O que teria acontecido, então, com os paleoíndios? Eles poderiam ter se miscigenado com os recém-chegados ou guerreado com eles  e perdido. Mas existe a possibilidade de que alguns grupos deles tenham sobrevivido até bem perto do presente.

Análises cranianas sugerem que os principais candidatos são os botocudos, grupo de caçadores-coletores do interior de Minas Gerais e do Espírito Santo que foram exterminados no século 19. “Está cada dia mais claro que eles são descendentes dos paleoamericanos”, afirma Neves.

Uma pista intrigante a esse respeito veio da pesquisa genética: em 2013, cientistas da Universidade Federal de Minas Gerais (UFMG) identificaram DNA típico de grupos da Polinésia em crânios de botocudos preservados no Museu Nacional, no Rio de Janeiro. Os polinésios seriam parte do grande grupo de humanos com crânio “modelo básico”. “Mas isso talvez indique, também, que ocorreu de fato uma migração marítima, ideia à qual eu sempre resisti”, diz o bioantropólogo.

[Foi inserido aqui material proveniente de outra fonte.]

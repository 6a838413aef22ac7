pub mod hash;
pub mod jwt;
pub mod seed;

O DNA polinésio de alguns botocudos, na verdade, é o único indício genético que, por enquanto, parece apoiar os pesquisadores da USP. O calcanhar de aquiles da teoria é mesmo o DNA, porque praticamente todas as tribos indígenas modernas carregam genes compartilhados com populações da Sibéria. Para os críticos de Walter Neves, seria muito difícil que os paleoíndios não deixassem nenhum rastro genético em pessoas vivas hoje.